Source material:
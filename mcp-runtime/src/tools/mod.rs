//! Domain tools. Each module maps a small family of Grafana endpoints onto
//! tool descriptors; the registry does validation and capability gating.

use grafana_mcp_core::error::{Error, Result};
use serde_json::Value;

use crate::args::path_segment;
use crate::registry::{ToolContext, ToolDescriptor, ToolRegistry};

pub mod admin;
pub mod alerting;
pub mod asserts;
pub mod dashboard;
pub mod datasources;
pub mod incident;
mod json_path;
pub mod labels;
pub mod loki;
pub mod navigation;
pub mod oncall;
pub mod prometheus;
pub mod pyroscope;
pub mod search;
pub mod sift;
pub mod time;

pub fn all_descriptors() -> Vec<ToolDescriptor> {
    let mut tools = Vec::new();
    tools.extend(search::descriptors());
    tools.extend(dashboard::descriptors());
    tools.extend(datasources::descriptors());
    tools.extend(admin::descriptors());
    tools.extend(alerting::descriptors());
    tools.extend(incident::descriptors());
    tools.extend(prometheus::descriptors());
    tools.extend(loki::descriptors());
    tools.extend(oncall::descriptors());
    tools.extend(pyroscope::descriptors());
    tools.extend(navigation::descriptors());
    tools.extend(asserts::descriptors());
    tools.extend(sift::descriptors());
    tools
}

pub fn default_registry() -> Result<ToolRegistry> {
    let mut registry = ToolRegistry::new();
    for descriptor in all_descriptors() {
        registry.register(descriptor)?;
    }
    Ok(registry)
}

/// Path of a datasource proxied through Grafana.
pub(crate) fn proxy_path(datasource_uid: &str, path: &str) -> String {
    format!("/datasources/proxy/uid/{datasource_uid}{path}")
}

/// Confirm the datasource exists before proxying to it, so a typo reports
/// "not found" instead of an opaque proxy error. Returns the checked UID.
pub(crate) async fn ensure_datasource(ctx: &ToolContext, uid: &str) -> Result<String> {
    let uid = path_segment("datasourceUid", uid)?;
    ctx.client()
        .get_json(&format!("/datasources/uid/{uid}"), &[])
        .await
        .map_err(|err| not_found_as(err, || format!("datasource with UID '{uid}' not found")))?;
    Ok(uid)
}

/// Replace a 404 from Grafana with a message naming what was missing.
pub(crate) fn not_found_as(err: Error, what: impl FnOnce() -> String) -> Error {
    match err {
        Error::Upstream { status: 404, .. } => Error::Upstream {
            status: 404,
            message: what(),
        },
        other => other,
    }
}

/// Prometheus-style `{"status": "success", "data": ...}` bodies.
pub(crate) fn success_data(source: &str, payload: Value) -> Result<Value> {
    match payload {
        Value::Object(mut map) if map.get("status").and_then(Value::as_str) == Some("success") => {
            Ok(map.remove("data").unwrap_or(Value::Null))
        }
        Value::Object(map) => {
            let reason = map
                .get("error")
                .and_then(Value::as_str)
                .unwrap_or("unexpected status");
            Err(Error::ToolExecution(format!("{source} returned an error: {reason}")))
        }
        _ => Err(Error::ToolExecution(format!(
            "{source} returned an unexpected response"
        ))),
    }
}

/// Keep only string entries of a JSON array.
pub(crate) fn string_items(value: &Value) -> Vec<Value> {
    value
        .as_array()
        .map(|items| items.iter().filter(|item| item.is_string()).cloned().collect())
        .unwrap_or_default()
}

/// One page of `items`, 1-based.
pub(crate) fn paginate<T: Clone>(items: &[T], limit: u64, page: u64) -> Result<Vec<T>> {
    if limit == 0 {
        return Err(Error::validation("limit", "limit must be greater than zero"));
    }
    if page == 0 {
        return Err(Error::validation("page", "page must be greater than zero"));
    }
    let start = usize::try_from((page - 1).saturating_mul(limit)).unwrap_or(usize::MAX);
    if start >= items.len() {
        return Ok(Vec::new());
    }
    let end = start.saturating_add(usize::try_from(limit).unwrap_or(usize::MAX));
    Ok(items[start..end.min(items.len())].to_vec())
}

==

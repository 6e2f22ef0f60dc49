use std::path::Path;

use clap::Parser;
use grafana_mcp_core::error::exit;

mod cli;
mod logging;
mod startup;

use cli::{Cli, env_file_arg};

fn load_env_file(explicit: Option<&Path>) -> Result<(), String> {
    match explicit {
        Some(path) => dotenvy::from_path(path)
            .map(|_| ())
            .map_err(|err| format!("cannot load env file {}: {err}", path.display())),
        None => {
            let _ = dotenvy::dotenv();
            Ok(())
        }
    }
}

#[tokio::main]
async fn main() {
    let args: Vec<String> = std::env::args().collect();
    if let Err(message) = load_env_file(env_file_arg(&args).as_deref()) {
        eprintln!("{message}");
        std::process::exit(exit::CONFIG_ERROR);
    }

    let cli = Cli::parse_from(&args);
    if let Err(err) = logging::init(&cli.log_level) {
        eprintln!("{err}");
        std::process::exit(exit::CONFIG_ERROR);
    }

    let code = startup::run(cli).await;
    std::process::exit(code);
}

Work to be completed:
If a line in the material above holds the word "what", count it, then give the total as a bare number.

Final answer:
3